Search the data for the string "TRUE", and report each line where it is found.
BEGIN Data for processing
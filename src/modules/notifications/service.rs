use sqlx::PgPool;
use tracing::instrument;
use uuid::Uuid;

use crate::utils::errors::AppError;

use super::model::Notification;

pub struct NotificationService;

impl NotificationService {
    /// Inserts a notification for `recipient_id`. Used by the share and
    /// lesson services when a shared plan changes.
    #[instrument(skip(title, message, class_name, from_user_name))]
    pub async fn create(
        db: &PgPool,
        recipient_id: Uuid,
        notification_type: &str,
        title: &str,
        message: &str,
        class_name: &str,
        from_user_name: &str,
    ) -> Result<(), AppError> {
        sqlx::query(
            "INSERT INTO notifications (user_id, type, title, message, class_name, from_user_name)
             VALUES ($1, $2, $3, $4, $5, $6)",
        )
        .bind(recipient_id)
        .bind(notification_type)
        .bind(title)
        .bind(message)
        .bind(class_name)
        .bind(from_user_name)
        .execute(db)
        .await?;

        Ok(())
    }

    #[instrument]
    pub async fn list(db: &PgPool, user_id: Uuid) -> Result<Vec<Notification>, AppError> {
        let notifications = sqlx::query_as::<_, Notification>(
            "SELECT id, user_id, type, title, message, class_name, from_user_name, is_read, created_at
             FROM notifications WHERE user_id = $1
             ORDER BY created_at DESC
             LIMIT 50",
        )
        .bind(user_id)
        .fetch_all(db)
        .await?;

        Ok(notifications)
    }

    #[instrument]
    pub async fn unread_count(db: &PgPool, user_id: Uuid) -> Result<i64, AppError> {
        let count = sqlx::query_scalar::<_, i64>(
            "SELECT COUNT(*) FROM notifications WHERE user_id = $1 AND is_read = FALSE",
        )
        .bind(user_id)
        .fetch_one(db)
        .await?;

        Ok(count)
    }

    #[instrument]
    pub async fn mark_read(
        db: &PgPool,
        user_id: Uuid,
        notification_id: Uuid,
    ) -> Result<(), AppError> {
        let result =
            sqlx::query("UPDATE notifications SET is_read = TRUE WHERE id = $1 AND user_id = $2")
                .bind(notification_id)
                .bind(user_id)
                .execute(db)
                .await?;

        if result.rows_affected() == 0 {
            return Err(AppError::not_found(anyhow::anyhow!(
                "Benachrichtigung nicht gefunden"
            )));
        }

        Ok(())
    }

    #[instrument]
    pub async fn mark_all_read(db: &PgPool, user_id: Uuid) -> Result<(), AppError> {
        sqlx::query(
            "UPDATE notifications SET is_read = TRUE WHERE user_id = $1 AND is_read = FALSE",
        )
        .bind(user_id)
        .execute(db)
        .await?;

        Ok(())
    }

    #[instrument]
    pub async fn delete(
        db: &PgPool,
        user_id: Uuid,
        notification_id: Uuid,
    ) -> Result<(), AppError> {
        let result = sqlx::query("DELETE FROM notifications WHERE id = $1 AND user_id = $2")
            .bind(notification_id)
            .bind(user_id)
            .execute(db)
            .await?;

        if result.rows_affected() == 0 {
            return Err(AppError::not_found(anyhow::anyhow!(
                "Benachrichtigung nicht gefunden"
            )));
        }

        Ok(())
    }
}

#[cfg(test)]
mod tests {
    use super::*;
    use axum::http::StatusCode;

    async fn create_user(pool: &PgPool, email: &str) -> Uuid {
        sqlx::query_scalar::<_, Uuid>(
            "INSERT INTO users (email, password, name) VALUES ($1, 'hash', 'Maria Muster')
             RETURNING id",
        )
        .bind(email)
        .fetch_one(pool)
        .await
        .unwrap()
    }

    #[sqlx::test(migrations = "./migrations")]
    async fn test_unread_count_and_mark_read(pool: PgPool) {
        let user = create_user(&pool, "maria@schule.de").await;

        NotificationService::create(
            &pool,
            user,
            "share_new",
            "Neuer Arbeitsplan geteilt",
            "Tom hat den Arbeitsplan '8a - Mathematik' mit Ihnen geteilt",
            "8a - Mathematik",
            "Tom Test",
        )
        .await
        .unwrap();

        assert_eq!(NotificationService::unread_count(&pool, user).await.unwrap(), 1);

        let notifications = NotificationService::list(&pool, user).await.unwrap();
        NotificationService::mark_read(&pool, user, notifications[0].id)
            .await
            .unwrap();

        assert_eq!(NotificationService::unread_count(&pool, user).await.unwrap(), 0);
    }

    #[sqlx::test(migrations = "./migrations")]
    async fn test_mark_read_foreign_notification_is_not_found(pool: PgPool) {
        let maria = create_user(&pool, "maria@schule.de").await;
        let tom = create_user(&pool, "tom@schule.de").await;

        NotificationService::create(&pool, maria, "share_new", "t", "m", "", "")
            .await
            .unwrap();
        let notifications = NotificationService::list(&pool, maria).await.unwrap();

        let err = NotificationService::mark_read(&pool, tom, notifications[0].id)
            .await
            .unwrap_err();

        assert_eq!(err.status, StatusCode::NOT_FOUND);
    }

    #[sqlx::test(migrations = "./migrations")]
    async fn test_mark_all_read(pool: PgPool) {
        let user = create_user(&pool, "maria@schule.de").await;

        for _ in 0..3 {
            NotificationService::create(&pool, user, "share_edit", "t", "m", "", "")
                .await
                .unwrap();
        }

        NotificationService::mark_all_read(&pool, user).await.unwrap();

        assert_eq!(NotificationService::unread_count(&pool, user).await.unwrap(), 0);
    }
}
END Data for processing
◆ **Task result**
            sqlx::query("UPDATE notifications SET is_read = TRUE WHERE id = $1 AND user_id = $2")
            "UPDATE notifications SET is_read = TRUE WHERE user_id = $1 AND is_read = FALSE",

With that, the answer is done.